───── LISTED ENTRIES
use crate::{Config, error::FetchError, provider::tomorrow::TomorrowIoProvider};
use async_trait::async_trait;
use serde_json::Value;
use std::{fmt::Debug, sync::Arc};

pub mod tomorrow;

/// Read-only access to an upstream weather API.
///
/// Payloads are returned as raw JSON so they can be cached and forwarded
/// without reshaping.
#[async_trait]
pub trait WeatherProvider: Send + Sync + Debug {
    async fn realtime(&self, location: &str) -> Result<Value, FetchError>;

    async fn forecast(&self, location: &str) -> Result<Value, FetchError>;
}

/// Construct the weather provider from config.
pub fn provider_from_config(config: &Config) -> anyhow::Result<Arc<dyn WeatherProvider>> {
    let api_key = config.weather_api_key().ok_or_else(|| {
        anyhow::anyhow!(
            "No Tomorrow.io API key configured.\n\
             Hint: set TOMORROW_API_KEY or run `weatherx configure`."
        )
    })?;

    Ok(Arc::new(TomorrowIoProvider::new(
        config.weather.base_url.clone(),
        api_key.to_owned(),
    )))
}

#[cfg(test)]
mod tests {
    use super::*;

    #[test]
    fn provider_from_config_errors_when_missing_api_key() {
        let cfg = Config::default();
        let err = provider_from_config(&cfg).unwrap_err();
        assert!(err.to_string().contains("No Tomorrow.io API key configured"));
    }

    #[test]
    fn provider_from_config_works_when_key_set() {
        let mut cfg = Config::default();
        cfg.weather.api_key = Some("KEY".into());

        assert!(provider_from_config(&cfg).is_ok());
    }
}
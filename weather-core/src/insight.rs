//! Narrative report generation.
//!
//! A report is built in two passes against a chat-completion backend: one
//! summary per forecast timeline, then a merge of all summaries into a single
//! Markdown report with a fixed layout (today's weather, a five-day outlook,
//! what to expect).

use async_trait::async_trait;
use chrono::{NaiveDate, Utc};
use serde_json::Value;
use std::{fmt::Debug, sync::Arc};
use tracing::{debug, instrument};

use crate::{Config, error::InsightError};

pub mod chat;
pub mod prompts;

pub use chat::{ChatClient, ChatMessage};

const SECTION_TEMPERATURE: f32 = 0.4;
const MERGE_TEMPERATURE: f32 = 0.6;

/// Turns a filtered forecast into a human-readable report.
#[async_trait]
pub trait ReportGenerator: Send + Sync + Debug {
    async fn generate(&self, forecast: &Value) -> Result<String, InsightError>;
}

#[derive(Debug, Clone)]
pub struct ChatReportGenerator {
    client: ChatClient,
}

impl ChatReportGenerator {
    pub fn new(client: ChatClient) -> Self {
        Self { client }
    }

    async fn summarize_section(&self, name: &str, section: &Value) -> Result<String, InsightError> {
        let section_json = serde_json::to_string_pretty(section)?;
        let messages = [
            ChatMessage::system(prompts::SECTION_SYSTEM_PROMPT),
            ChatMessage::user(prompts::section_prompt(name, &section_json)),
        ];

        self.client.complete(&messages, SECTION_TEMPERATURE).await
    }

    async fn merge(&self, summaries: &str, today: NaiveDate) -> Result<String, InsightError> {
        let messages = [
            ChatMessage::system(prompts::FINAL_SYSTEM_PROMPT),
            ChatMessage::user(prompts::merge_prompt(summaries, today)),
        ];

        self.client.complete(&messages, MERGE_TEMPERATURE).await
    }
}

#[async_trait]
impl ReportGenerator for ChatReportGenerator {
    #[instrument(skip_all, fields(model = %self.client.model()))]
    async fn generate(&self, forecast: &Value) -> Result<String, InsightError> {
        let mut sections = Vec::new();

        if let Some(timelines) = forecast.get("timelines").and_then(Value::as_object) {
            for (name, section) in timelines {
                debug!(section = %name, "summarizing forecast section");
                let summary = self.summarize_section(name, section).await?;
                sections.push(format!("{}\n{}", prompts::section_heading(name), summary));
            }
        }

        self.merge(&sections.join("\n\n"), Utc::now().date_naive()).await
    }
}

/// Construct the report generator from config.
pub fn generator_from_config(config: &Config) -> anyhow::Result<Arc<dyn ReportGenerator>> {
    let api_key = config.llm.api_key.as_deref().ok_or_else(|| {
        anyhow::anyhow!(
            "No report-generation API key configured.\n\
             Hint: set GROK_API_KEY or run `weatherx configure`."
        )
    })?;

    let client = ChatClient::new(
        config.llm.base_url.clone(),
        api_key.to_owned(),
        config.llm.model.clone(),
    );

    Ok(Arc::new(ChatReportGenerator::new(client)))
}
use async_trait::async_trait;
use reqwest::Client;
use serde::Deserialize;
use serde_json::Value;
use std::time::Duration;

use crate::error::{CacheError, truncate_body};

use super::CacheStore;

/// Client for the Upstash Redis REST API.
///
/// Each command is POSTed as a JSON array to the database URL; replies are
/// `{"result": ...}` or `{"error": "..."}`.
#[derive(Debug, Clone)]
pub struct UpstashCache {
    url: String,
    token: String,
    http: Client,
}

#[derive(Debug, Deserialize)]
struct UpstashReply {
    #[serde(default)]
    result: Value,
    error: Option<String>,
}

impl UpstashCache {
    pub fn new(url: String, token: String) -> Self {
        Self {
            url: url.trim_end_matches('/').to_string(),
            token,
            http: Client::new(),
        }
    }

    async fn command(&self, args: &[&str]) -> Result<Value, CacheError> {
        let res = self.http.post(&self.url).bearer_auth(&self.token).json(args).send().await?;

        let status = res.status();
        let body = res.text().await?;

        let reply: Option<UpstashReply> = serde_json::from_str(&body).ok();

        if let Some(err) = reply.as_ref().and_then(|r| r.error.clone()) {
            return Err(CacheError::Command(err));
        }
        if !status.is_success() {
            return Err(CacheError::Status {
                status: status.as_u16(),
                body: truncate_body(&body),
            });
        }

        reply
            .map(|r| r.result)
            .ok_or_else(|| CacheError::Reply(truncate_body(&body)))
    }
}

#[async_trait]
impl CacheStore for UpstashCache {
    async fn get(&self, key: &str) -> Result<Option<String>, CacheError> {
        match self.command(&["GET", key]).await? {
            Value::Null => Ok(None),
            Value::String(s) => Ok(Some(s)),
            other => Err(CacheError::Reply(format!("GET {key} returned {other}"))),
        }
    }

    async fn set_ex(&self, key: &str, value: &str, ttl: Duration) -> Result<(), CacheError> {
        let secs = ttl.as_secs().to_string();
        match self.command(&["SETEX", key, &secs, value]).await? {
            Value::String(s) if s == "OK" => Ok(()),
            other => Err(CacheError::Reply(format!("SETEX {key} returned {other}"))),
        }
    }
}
──────────
▶ **WHAT IS NEEDED**
Out of the preceding entries, pull each line that contains the word "location".

▶ **EXPECTED OUTPUT**
    async fn realtime(&self, location: &str) -> Result<Value, FetchError>;
    async fn forecast(&self, location: &str) -> Result<Value, FetchError>;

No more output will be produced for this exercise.